E allora dico: su quella croce, in Siria, è finita l’umanità intera. Ci sono finiti in primis i siriani in Siria, quelli che nel 2011 hanno dato vita alle manifestazioni pacifiche per chiedere la fine del regime e che hanno subito per questo una sanguinaria repressione; ci sono finiti anche quelli che, vittime della loro paura, sono rimasti succubi del potere centrale: gli uni, come gli altri, hanno pagato con il sangue e oggi non hanno più una patria. Ci sono finiti i siriani della diaspora, che dopo mezzo secolo di regime e oltre tre anni di genocidio ancora non sanno dialogare serenamente, né costruire un’opposizione forte, pluralista, unita. Ci sono finite le persone che hanno rinunciato ad indignarsi, a provare a cercare una verità che andasse oltre le ideologie, guardando al dramma siriano dal punto di vista dei civili inermi, assistendo, invece, immobili al loro genocidio. Ci è finita la verità, che come in ogni guerra è la prima vittima ad essere sacrificata. Su quella croce, che al di là dello specifico significato religioso, indegnamente strumentalizzato e offeso dalle azioni dei terroristi, è diventata per molti il simbolo del sacrificio e della passione, sono finiti il sogno di libertà del popolo siriano e con esso il sogno di una lotta pacifica e disarmata per rovesciare un tiranno.

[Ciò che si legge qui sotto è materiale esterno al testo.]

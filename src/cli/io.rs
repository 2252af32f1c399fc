//! JSON output for CLI commands
//!
//! Every command writes a single JSON object to stdout.

use std::io::{self, Write};

use serde_json::Value;

use super::errors::CliResult;

/// Write a success response to stdout
pub fn write_response(data: Value) -> CliResult<()> {
    let response = serde_json::json!({
        "status": "ok",
        "data": data
    });

    let mut stdout = io::stdout().lock();
    serde_json::to_writer_pretty(&mut stdout, &response)?;
    writeln!(stdout)?;
    stdout.flush()?;

    Ok(())
}
//! Codec error types
//!
//! Error codes:
//! - STASH_SERIALIZATION (ERROR) - a typed value could not be serialized
//! - STASH_DESERIALIZATION (ERROR) - a document could not be bound to the record type
//! - STASH_CONVERSION (ERROR) - a converter rejected a value

use thiserror::Error;

use crate::document::DocumentError;

/// Result type for codec operations
pub type CodecResult<T> = Result<T, CodecError>;

#[derive(Debug, Error)]
pub enum CodecError {
    #[error("Serialization failed: {0}")]
    Serialize(#[source] serde_json::Error),

    #[error("Deserialization failed: {0}")]
    Deserialize(#[source] serde_json::Error),

    #[error("Converter '{converter}' failed on '{value}': {reason}")]
    Conversion {
        converter: &'static str,
        value: String,
        reason: String,
    },

    #[error("Expected {expected} payload, found {found}")]
    Shape {
        expected: &'static str,
        found: &'static str,
    },

    #[error(transparent)]
    Document(#[from] DocumentError),
}

impl CodecError {
    pub fn conversion(converter: &'static str, value: impl Into<String>, reason: impl Into<String>) -> Self {
        CodecError::Conversion {
            converter,
            value: value.into(),
            reason: reason.into(),
        }
    }

    /// Returns the string code for this error
    pub fn code(&self) -> &'static str {
        match self {
            CodecError::Serialize(_) => "STASH_SERIALIZATION",
            CodecError::Deserialize(_) | CodecError::Shape { .. } | CodecError::Document(_) => {
                "STASH_DESERIALIZATION"
            }
            CodecError::Conversion { .. } => "STASH_CONVERSION",
        }
    }
}

#[cfg(test)]
mod tests {
    use super::*;

    #[test]
    fn test_conversion_display() {
        let err = CodecError::conversion("datetime", "yesterday", "no match for pattern");
        let display = err.to_string();
        assert!(display.contains("datetime"));
        assert!(display.contains("yesterday"));
        assert_eq!(err.code(), "STASH_CONVERSION");
    }
}
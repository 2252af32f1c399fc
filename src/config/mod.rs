//! Configuration for stashdb
//!
//! A single JSON file describes where stores live and how they persist.
//! Every optional field has a serde default, so `{"base_dir": "..."}` is
//! a complete configuration.

mod errors;
mod stash;

pub use errors::{ConfigError, ConfigResult};
pub use stash::{StashConfig, StoreOverride};
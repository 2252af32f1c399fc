//! Owned map of stores keyed by uid

use std::any;
use std::collections::BTreeMap;
use std::thread;

use tracing::{debug, error};

use super::errors::{RegistryError, RegistryResult};
use super::managed::ManagedStore;
use crate::store::{LoadOutcome, StoreResult};

/// Holds every store of an application under its uid.
///
/// Bulk operations run one scoped thread per store; stores never share
/// a lock, so they proceed in parallel.
#[derive(Debug, Default)]
pub struct StoreRegistry {
    stores: BTreeMap<String, Box<dyn ManagedStore>>,
}

impl StoreRegistry {
    pub fn new() -> Self {
        Self::default()
    }

    /// Adds a store; uids are unique within a registry.
    pub fn register<S: ManagedStore + 'static>(&mut self, store: S) -> RegistryResult<()> {
        let uid = store.uid().to_string();
        if self.stores.contains_key(&uid) {
            return Err(RegistryError::DuplicateUid(uid));
        }
        debug!(uid = %uid, shape = %store.shape(), "Store registered");
        self.stores.insert(uid, Box::new(store));
        Ok(())
    }

    /// Typed access to a registered store.
    pub fn get<S: ManagedStore + 'static>(&self, uid: &str) -> RegistryResult<&S> {
        let store = self
            .stores
            .get(uid)
            .ok_or_else(|| RegistryError::NotFound(uid.to_string()))?;
        store
            .as_any()
            .downcast_ref::<S>()
            .ok_or_else(|| RegistryError::TypeMismatch {
                uid: uid.to_string(),
                expected: any::type_name::<S>(),
            })
    }

    pub fn get_dyn(&self, uid: &str) -> Option<&dyn ManagedStore> {
        self.stores.get(uid).map(|store| &**store)
    }

    pub fn remove(&mut self, uid: &str) -> Option<Box<dyn ManagedStore>> {
        self.stores.remove(uid)
    }

    pub fn contains(&self, uid: &str) -> bool {
        self.stores.contains_key(uid)
    }

    pub fn uids(&self) -> impl Iterator<Item = &str> {
        self.stores.keys().map(String::as_str)
    }

    pub fn len(&self) -> usize {
        self.stores.len()
    }

    pub fn is_empty(&self) -> bool {
        self.stores.is_empty()
    }

    pub fn load_all(&self) -> BTreeMap<String, RegistryResult<LoadOutcome>> {
        self.each(|store| store.load())
    }

    pub fn save_all(&self) -> BTreeMap<String, RegistryResult<()>> {
        self.each(|store| store.save())
    }

    /// Deletes the backing storage of every store and empties the registry.
    pub fn drop_all(&mut self) -> BTreeMap<String, RegistryResult<()>> {
        let results = self.each(|store| store.delete_storage());
        self.stores.clear();
        results
    }

    fn each<R, F>(&self, op: F) -> BTreeMap<String, RegistryResult<R>>
    where
        R: Send,
        F: Fn(&dyn ManagedStore) -> StoreResult<R> + Sync,
    {
        thread::scope(|scope| {
            let handles: Vec<_> = self
                .stores
                .iter()
                .map(|(uid, store)| {
                    let op = &op;
                    (uid, scope.spawn(move || op(&**store)))
                })
                .collect();

            handles
                .into_iter()
                .map(|(uid, handle)| {
                    let result = match handle.join() {
                        Ok(result) => result.map_err(RegistryError::from),
                        Err(panic) => {
                            let message = panic
                                .downcast_ref::<&str>()
                                .map(|s| s.to_string())
                                .or_else(|| panic.downcast_ref::<String>().cloned())
                                .unwrap_or_else(|| "(non-string panic)".to_string());
                            error!(uid = %uid, message = %message, "Store operation panicked");
                            Err(RegistryError::Panicked {
                                uid: uid.clone(),
                                message,
                            })
                        }
                    };
                    (uid.clone(), result)
                })
                .collect()
        })
    }
}
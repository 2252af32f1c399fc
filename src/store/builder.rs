//! Store construction

use std::hash::Hash;
use std::sync::Arc;

use serde::de::DeserializeOwned;
use serde::Serialize;
use tracing::warn;

use super::collection::CollectionStore;
use super::errors::{StoreError, StoreResult};
use super::options::StoreOptions;
use super::pipeline::StoreCore;
use super::singleton::SingletonStore;
use crate::codec::{ConverterRegistry, TypeCodec};
use crate::metadata::StoreShape;
use crate::migration::MigrationTable;
use crate::storage::StorageService;

/// Collects the collaborators of a store before building it.
///
/// A storage service is required; codec, migrations and options default.
#[derive(Debug)]
pub struct StoreBuilder {
    uid: String,
    version: u32,
    storage: Option<Arc<dyn StorageService>>,
    codec: Option<TypeCodec>,
    migrations: MigrationTable,
    options: StoreOptions,
}

impl StoreBuilder {
    pub fn new(uid: impl Into<String>, payload_type_version: u32) -> Self {
        Self {
            uid: uid.into(),
            version: payload_type_version,
            storage: None,
            codec: None,
            migrations: MigrationTable::new(),
            options: StoreOptions::default(),
        }
    }

    pub fn storage(mut self, storage: Arc<dyn StorageService>) -> Self {
        self.storage = Some(storage);
        self
    }

    pub fn codec(mut self, codec: TypeCodec) -> Self {
        self.codec = Some(codec);
        self
    }

    /// Uses the converters the registry holds for this store's uid.
    pub fn converters(self, registry: &ConverterRegistry) -> Self {
        let codec = TypeCodec::new(registry.for_uid(&self.uid));
        self.codec(codec)
    }

    pub fn migrations(mut self, migrations: MigrationTable) -> Self {
        self.migrations = migrations;
        self
    }

    pub fn options(mut self, options: StoreOptions) -> Self {
        self.options = options;
        self
    }

    pub fn collection<T>(self) -> StoreResult<CollectionStore<T>>
    where
        T: Serialize + DeserializeOwned + Eq + Hash + Clone + Send,
    {
        Ok(CollectionStore::from_core(self.into_core(StoreShape::Collection)?))
    }

    pub fn singleton<T>(self) -> StoreResult<SingletonStore<T>>
    where
        T: Serialize + DeserializeOwned + Clone + Send,
    {
        Ok(SingletonStore::from_core(self.into_core(StoreShape::Singleton)?))
    }

    fn into_core(self, shape: StoreShape) -> StoreResult<StoreCore> {
        validate_uid(&self.uid)?;
        let storage = self.storage.ok_or_else(|| {
            StoreError::Misconfigured(format!("store '{}' has no storage service", self.uid))
        })?;

        if let Some(highest) = self.migrations.versions().last() {
            if highest >= self.version {
                warn!(
                    uid = %self.uid,
                    handler = highest,
                    version = self.version,
                    "Migration handler at or above the current version is never applied"
                );
            }
        }

        Ok(StoreCore {
            uid: self.uid,
            version: self.version,
            shape,
            storage,
            codec: self.codec.unwrap_or_default(),
            migrations: self.migrations,
            options: self.options,
        })
    }
}

/// A uid becomes part of a file name, so it must be a plain name.
fn validate_uid(uid: &str) -> StoreResult<()> {
    let invalid = |reason: &str| StoreError::Misconfigured(format!("invalid uid '{}': {}", uid, reason));

    if uid.trim().is_empty() {
        return Err(invalid("must not be empty"));
    }
    if uid.contains(['/', '\\']) || uid == "." || uid == ".." {
        return Err(invalid("must not contain path separators"));
    }
    if uid.starts_with("singleton.") {
        return Err(invalid("must not start with 'singleton.'"));
    }
    if uid.chars().any(char::is_control) {
        return Err(invalid("must not contain control characters"));
    }
    Ok(())
}
//! The generic `Document` tree
//!
//! Supported shapes:
//! - null
//! - boolean
//! - number (integer or decimal, JSON semantics)
//! - string
//! - sequence of documents
//! - mapping from string key to document (insertion ordered)

use serde_json::{Number, Value};

use super::errors::{DocumentError, DocumentResult};
use super::map::DocumentMap;

/// Untyped, recursively nested representation of a JSON document.
///
/// Loaded payloads live in this form while they are migrated; they are
/// bound into typed records only afterwards.
#[derive(Debug, Clone, Default, PartialEq)]
pub enum Document {
    #[default]
    Null,
    Bool(bool),
    Number(Number),
    String(String),
    Sequence(Vec<Document>),
    Mapping(DocumentMap),
}

impl Document {
    /// Parses JSON text into a document.
    pub fn parse(text: &str) -> DocumentResult<Self> {
        let value: Value = serde_json::from_str(text)?;
        Ok(Document::from(value))
    }

    /// Renders the document as compact JSON text.
    pub fn to_json_string(&self) -> String {
        Value::from(self.clone()).to_string()
    }

    /// Renders the document as indented JSON text.
    pub fn to_json_string_pretty(&self) -> DocumentResult<String> {
        Ok(serde_json::to_string_pretty(&Value::from(self.clone()))?)
    }

    /// Creates an empty mapping document.
    pub fn mapping() -> Self {
        Document::Mapping(DocumentMap::new())
    }

    /// Returns the shape name for error messages
    pub fn type_name(&self) -> &'static str {
        match self {
            Document::Null => "null",
            Document::Bool(_) => "boolean",
            Document::Number(_) => "number",
            Document::String(_) => "string",
            Document::Sequence(_) => "sequence",
            Document::Mapping(_) => "mapping",
        }
    }

    pub fn is_null(&self) -> bool {
        matches!(self, Document::Null)
    }

    pub fn as_bool(&self) -> Option<bool> {
        match self {
            Document::Bool(b) => Some(*b),
            _ => None,
        }
    }

    pub fn as_i64(&self) -> Option<i64> {
        match self {
            Document::Number(n) => n.as_i64(),
            _ => None,
        }
    }

    pub fn as_u64(&self) -> Option<u64> {
        match self {
            Document::Number(n) => n.as_u64(),
            _ => None,
        }
    }

    pub fn as_f64(&self) -> Option<f64> {
        match self {
            Document::Number(n) => n.as_f64(),
            _ => None,
        }
    }

    pub fn as_str(&self) -> Option<&str> {
        match self {
            Document::String(s) => Some(s),
            _ => None,
        }
    }

    pub fn as_sequence(&self) -> Option<&Vec<Document>> {
        match self {
            Document::Sequence(items) => Some(items),
            _ => None,
        }
    }

    pub fn as_sequence_mut(&mut self) -> Option<&mut Vec<Document>> {
        match self {
            Document::Sequence(items) => Some(items),
            _ => None,
        }
    }

    pub fn as_mapping(&self) -> Option<&DocumentMap> {
        match self {
            Document::Mapping(map) => Some(map),
            _ => None,
        }
    }

    pub fn as_mapping_mut(&mut self) -> Option<&mut DocumentMap> {
        match self {
            Document::Mapping(map) => Some(map),
            _ => None,
        }
    }

    // ------------------------------------------------------------------
    // Field helpers for migration handlers
    // ------------------------------------------------------------------

    fn require_mapping(&self) -> DocumentResult<&DocumentMap> {
        let found = self.type_name();
        self.as_mapping()
            .ok_or(DocumentError::NotAMapping { found })
    }

    fn require_mapping_mut(&mut self) -> DocumentResult<&mut DocumentMap> {
        let found = self.type_name();
        self.as_mapping_mut()
            .ok_or(DocumentError::NotAMapping { found })
    }

    /// Returns a field, failing if this is not a mapping or the field is absent.
    pub fn field(&self, name: &str) -> DocumentResult<&Document> {
        self.require_mapping()?
            .get(name)
            .ok_or_else(|| DocumentError::MissingField(name.to_string()))
    }

    pub fn field_mut(&mut self, name: &str) -> DocumentResult<&mut Document> {
        self.require_mapping_mut()?
            .get_mut(name)
            .ok_or_else(|| DocumentError::MissingField(name.to_string()))
    }

    /// Returns a string field.
    pub fn require_str(&self, name: &str) -> DocumentResult<&str> {
        let value = self.field(name)?;
        value
            .as_str()
            .ok_or_else(|| DocumentError::type_mismatch(name, "string", value.type_name()))
    }

    /// Returns an integer field.
    pub fn require_i64(&self, name: &str) -> DocumentResult<i64> {
        let value = self.field(name)?;
        value
            .as_i64()
            .ok_or_else(|| DocumentError::type_mismatch(name, "integer", value.type_name()))
    }

    /// Removes a field and returns its value.
    pub fn take_field(&mut self, name: &str) -> DocumentResult<Document> {
        self.require_mapping_mut()?
            .remove(name)
            .ok_or_else(|| DocumentError::MissingField(name.to_string()))
    }

    /// Sets a field, returning the previous value if any.
    pub fn set_field(
        &mut self,
        name: impl Into<String>,
        value: impl Into<Document>,
    ) -> DocumentResult<Option<Document>> {
        Ok(self.require_mapping_mut()?.insert(name, value.into()))
    }

    /// Renames a field in place.
    pub fn rename_field(&mut self, from: &str, to: impl Into<String>) -> DocumentResult<()> {
        self.require_mapping_mut()?.rename(from, to)
    }
}

// ----------------------------------------------------------------------
// Conversions
// ----------------------------------------------------------------------

impl From<Value> for Document {
    fn from(value: Value) -> Self {
        match value {
            Value::Null => Document::Null,
            Value::Bool(b) => Document::Bool(b),
            Value::Number(n) => Document::Number(n),
            Value::String(s) => Document::String(s),
            Value::Array(items) => {
                Document::Sequence(items.into_iter().map(Document::from).collect())
            }
            Value::Object(map) => Document::Mapping(
                map.into_iter()
                    .map(|(k, v)| (k, Document::from(v)))
                    .collect(),
            ),
        }
    }
}

impl From<Document> for Value {
    fn from(doc: Document) -> Self {
        match doc {
            Document::Null => Value::Null,
            Document::Bool(b) => Value::Bool(b),
            Document::Number(n) => Value::Number(n),
            Document::String(s) => Value::String(s),
            Document::Sequence(items) => {
                Value::Array(items.into_iter().map(Value::from).collect())
            }
            Document::Mapping(map) => Value::Object(
                map.into_iter()
                    .map(|(k, v)| (k, Value::from(v)))
                    .collect(),
            ),
        }
    }
}

impl From<bool> for Document {
    fn from(b: bool) -> Self {
        Document::Bool(b)
    }
}

impl From<i64> for Document {
    fn from(n: i64) -> Self {
        Document::Number(n.into())
    }
}

impl From<i32> for Document {
    fn from(n: i32) -> Self {
        Document::Number(n.into())
    }
}

impl From<u64> for Document {
    fn from(n: u64) -> Self {
        Document::Number(n.into())
    }
}

impl From<&str> for Document {
    fn from(s: &str) -> Self {
        Document::String(s.to_string())
    }
}

impl From<String> for Document {
    fn from(s: String) -> Self {
        Document::String(s)
    }
}

impl From<Vec<Document>> for Document {
    fn from(items: Vec<Document>) -> Self {
        Document::Sequence(items)
    }
}

impl From<DocumentMap> for Document {
    fn from(map: DocumentMap) -> Self {
        Document::Mapping(map)
    }
}
//! Client adapter that lets a CI resource trigger and poll Spinnaker pipeline executions.

pub mod auth;
pub mod config;
pub mod error;
pub mod spinnaker;

pub use config::Source;
pub use error::{Result, SpinnakerError};
pub use spinnaker::{PipelineExecution, SpinnakerClient};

Cosa fare, allora, per capire cosa accade in contesti così complessi? Bisogna partire dal ripudio di tutti gli integralismi, gli estremismi, i fanatismi, di qualunque tendenza siano e ragionare come figli di una stessa umanità, con tutte le sue sfumature, per evitare che civili inermi vengano strumentalizzati e continuino a pagare per i giochi di potere. Voglio dire che la Siria è anche un paese cristiano, essendo stato la culla delle più antiche comunità cristiane del mondo, così come è un paese islamico, con l’80 per cento della popolazione di fede musulmana sunnita, ma soprattutto è un Paese maidani, termine che letteralmente significa civile, con cui i siriani indicano un modello di società pluralista, partecipata, ugualitaria e laica. Ho fatto mie, parafrasandole, le parole del caro Padre Paolo Dall’Oglio, perché sono “Innamorata di Gesù e credente nell’Islam”, pensando a lui e a tutti quelli che credono, amano, rispettano l’altro e vengono perseguitati, minacciati, uccisi da chi strumentalizza il nome di Dio. Per il bene di tutti, per rendere onore a chi è morto per la libertà, per rendere onore a chi è morto senza un nome, senza un perché, dobbiamo lavorare per un’unica finalità: il rispetto dei diritti umani, quale fondamento di ogni libertà e di ogni società civile.